Every line of the data is to be retyped exactly.

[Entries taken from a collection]
%%

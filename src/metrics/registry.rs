//! The set of registered collectors and the per-scrape gather pass.

use crate::error::{ExporterError, Result};
use crate::metrics::descriptor::MetricDesc;
use crate::metrics::observation::Observation;
use crate::metrics::traits::Collector;
use futures_util::future::join_all;
use prometheus::proto::MetricFamily;
use prometheus::{Encoder, TextEncoder};
use std::collections::{BTreeMap, HashMap, HashSet};
use std::sync::Arc;
use tracing::{debug, warn};

/// Collectors registered at startup.
///
/// Registration takes `&mut self` and happens before the listener starts;
/// afterwards the registry is shared read-only behind an `Arc`.
#[derive(Default)]
pub struct Registry {
    collectors: Vec<Box<dyn Collector>>,
    owners: HashMap<String, &'static str>,
}

impl Registry {
    /// Create a new empty registry.
    pub fn new() -> Self {
        Self::default()
    }

    /// Add a collector, rejecting metric names that are already declared.
    pub fn register(&mut self, collector: Box<dyn Collector>) -> Result<()> {
        let name = collector.name();
        let mut declared = HashSet::new();

        for desc in collector.describe() {
            let fq_name = desc.fq_name().to_string();
            if let Some(owner) = self.owners.get(&fq_name) {
                return Err(ExporterError::registration_error(format!(
                    "metric {} from collector {} is already declared by collector {}",
                    fq_name, name, owner
                )));
            }
            if !declared.insert(fq_name.clone()) {
                return Err(ExporterError::registration_error(format!(
                    "collector {} declares metric {} twice",
                    name, fq_name
                )));
            }
        }

        for fq_name in declared {
            self.owners.insert(fq_name, name);
        }
        debug!(collector = name, "registered collector");
        self.collectors.push(collector);
        Ok(())
    }

    /// Typed convenience around [`Registry::register`].
    pub fn register_collector<C: Collector + 'static>(&mut self, collector: C) -> Result<()> {
        self.register(Box::new(collector))
    }

    /// Number of registered collectors.
    pub fn len(&self) -> usize {
        self.collectors.len()
    }

    /// Whether no collector has been registered.
    pub fn is_empty(&self) -> bool {
        self.collectors.is_empty()
    }

    /// Names of the registered collectors, in registration order.
    pub fn collector_names(&self) -> Vec<&'static str> {
        self.collectors.iter().map(|c| c.name()).collect()
    }

    /// Union of every collector's descriptors.
    pub fn describe(&self) -> Vec<Arc<MetricDesc>> {
        self.collectors.iter().flat_map(|c| c.describe()).collect()
    }

    /// Run every collector concurrently and merge the results.
    ///
    /// Families are sorted by name and series by label values, so the
    /// output does not depend on completion order. Families without any
    /// observation are omitted.
    pub async fn gather(&self) -> Vec<MetricFamily> {
        let passes = self.collectors.iter().map(|collector| async move {
            let declared = collector.describe();
            let observations = collector.collect().await;
            (collector.name(), declared, observations)
        });

        let mut by_name: BTreeMap<String, Vec<Observation>> = BTreeMap::new();
        for (collector, declared, observations) in join_all(passes).await {
            debug!(collector, count = observations.len(), "collected observations");
            for observation in observations {
                if !is_valid(collector, &declared, &observation) {
                    continue;
                }
                by_name
                    .entry(observation.desc.fq_name().to_string())
                    .or_default()
                    .push(observation);
            }
        }

        by_name.into_values().map(into_family).collect()
    }
}

/// Check an observation against its collector's declared descriptors.
fn is_valid(collector: &'static str, declared: &[Arc<MetricDesc>], observation: &Observation) -> bool {
    let metric = observation.desc.fq_name();
    if !declared.iter().any(|desc| desc.as_ref() == observation.desc.as_ref()) {
        warn!(collector, metric, "dropping observation for undeclared metric");
        return false;
    }
    if observation.label_values.len() != observation.desc.label_names().len() {
        warn!(
            collector,
            metric,
            expected = observation.desc.label_names().len(),
            got = observation.label_values.len(),
            "dropping observation with wrong label count"
        );
        return false;
    }
    true
}

fn into_family(mut observations: Vec<Observation>) -> MetricFamily {
    observations.sort_by(|a, b| a.label_values.cmp(&b.label_values));
    observations.dedup_by(|later, earlier| {
        let duplicate = later.label_values == earlier.label_values;
        if duplicate {
            warn!(
                metric = later.desc.fq_name(),
                labels = ?later.label_values,
                "dropping duplicate series"
            );
        }
        duplicate
    });

    let desc = Arc::clone(&observations[0].desc);
    let mut family = MetricFamily::default();
    family.set_name(desc.fq_name().to_string());
    family.set_help(desc.help().to_string());
    family.set_field_type(desc.kind().metric_type());
    for observation in &observations {
        family.mut_metric().push(observation.to_metric());
    }
    family
}

/// Render families in the text exposition format.
pub fn encode_text(families: &[MetricFamily]) -> Result<String> {
    let mut buffer = Vec::new();
    TextEncoder::new()
        .encode(families, &mut buffer)
        .map_err(|e| ExporterError::encode_error(e.to_string()))?;
    String::from_utf8(buffer).map_err(|e| ExporterError::encode_error(e.to_string()))
}

/// Content type of [`encode_text`] output.
pub fn text_content_type() -> String {
    TextEncoder::new().format_type().to_string()
}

%%

- **COMPLETED TASK**
filename src/metrics/registry.rs
//! The set of registered collectors and the per-scrape gather pass.

use crate::error::{ExporterError, Result};
use crate::metrics::descriptor::MetricDesc;
use crate::metrics::observation::Observation;
use crate::metrics::traits::Collector;
use futures_util::future::join_all;
use prometheus::proto::MetricFamily;
use prometheus::{Encoder, TextEncoder};
use std::collections::{BTreeMap, HashMap, HashSet};
use std::sync::Arc;
use tracing::{debug, warn};

/// Collectors registered at startup.
///
/// Registration takes `&mut self` and happens before the listener starts;
/// afterwards the registry is shared read-only behind an `Arc`.
#[derive(Default)]
pub struct Registry {
    collectors: Vec<Box<dyn Collector>>,
    owners: HashMap<String, &'static str>,
}

impl Registry {
    /// Create a new empty registry.
    pub fn new() -> Self {
        Self::default()
    }

    /// Add a collector, rejecting metric names that are already declared.
    pub fn register(&mut self, collector: Box<dyn Collector>) -> Result<()> {
        let name = collector.name();
        let mut declared = HashSet::new();

        for desc in collector.describe() {
            let fq_name = desc.fq_name().to_string();
            if let Some(owner) = self.owners.get(&fq_name) {
                return Err(ExporterError::registration_error(format!(
                    "metric {} from collector {} is already declared by collector {}",
                    fq_name, name, owner
                )));
            }
            if !declared.insert(fq_name.clone()) {
                return Err(ExporterError::registration_error(format!(
                    "collector {} declares metric {} twice",
                    name, fq_name
                )));
            }
        }

        for fq_name in declared {
            self.owners.insert(fq_name, name);
        }
        debug!(collector = name, "registered collector");
        self.collectors.push(collector);
        Ok(())
    }

    /// Typed convenience around [`Registry::register`].
    pub fn register_collector<C: Collector + 'static>(&mut self, collector: C) -> Result<()> {
        self.register(Box::new(collector))
    }

    /// Number of registered collectors.
    pub fn len(&self) -> usize {
        self.collectors.len()
    }

    /// Whether no collector has been registered.
    pub fn is_empty(&self) -> bool {
        self.collectors.is_empty()
    }

    /// Names of the registered collectors, in registration order.
    pub fn collector_names(&self) -> Vec<&'static str> {
        self.collectors.iter().map(|c| c.name()).collect()
    }

    /// Union of every collector's descriptors.
    pub fn describe(&self) -> Vec<Arc<MetricDesc>> {
        self.collectors.iter().flat_map(|c| c.describe()).collect()
    }

    /// Run every collector concurrently and merge the results.
    ///
    /// Families are sorted by name and series by label values, so the
    /// output does not depend on completion order. Families without any
    /// observation are omitted.
    pub async fn gather(&self) -> Vec<MetricFamily> {
        let passes = self.collectors.iter().map(|collector| async move {
            let declared = collector.describe();
            let observations = collector.collect().await;
            (collector.name(), declared, observations)
        });

        let mut by_name: BTreeMap<String, Vec<Observation>> = BTreeMap::new();
        for (collector, declared, observations) in join_all(passes).await {
            debug!(collector, count = observations.len(), "collected observations");
            for observation in observations {
                if !is_valid(collector, &declared, &observation) {
                    continue;
                }
                by_name
                    .entry(observation.desc.fq_name().to_string())
                    .or_default()
                    .push(observation);
            }
        }

        by_name.into_values().map(into_family).collect()
    }
}

/// Check an observation against its collector's declared descriptors.
fn is_valid(collector: &'static str, declared: &[Arc<MetricDesc>], observation: &Observation) -> bool {
    let metric = observation.desc.fq_name();
    if !declared.iter().any(|desc| desc.as_ref() == observation.desc.as_ref()) {
        warn!(collector, metric, "dropping observation for undeclared metric");
        return false;
    }
    if observation.label_values.len() != observation.desc.label_names().len() {
        warn!(
            collector,
            metric,
            expected = observation.desc.label_names().len(),
            got = observation.label_values.len(),
            "dropping observation with wrong label count"
        );
        return false;
    }
    true
}

fn into_family(mut observations: Vec<Observation>) -> MetricFamily {
    observations.sort_by(|a, b| a.label_values.cmp(&b.label_values));
    observations.dedup_by(|later, earlier| {
        let duplicate = later.label_values == earlier.label_values;
        if duplicate {
            warn!(
                metric = later.desc.fq_name(),
                labels = ?later.label_values,
                "dropping duplicate series"
            );
        }
        duplicate
    });

    let desc = Arc::clone(&observations[0].desc);
    let mut family = MetricFamily::default();
    family.set_name(desc.fq_name().to_string());
    family.set_help(desc.help().to_string());
    family.set_field_type(desc.kind().metric_type());
    for observation in &observations {
        family.mut_metric().push(observation.to_metric());
    }
    family
}

/// Render families in the text exposition format.
pub fn encode_text(families: &[MetricFamily]) -> Result<String> {
    let mut buffer = Vec::new();
    TextEncoder::new()
        .encode(families, &mut buffer)
        .map_err(|e| ExporterError::encode_error(e.to_string()))?;
    String::from_utf8(buffer).map_err(|e| ExporterError::encode_error(e.to_string()))
}

/// Content type of [`encode_text`] output.
pub fn text_content_type() -> String {
    TextEncoder::new().format_type().to_string()
}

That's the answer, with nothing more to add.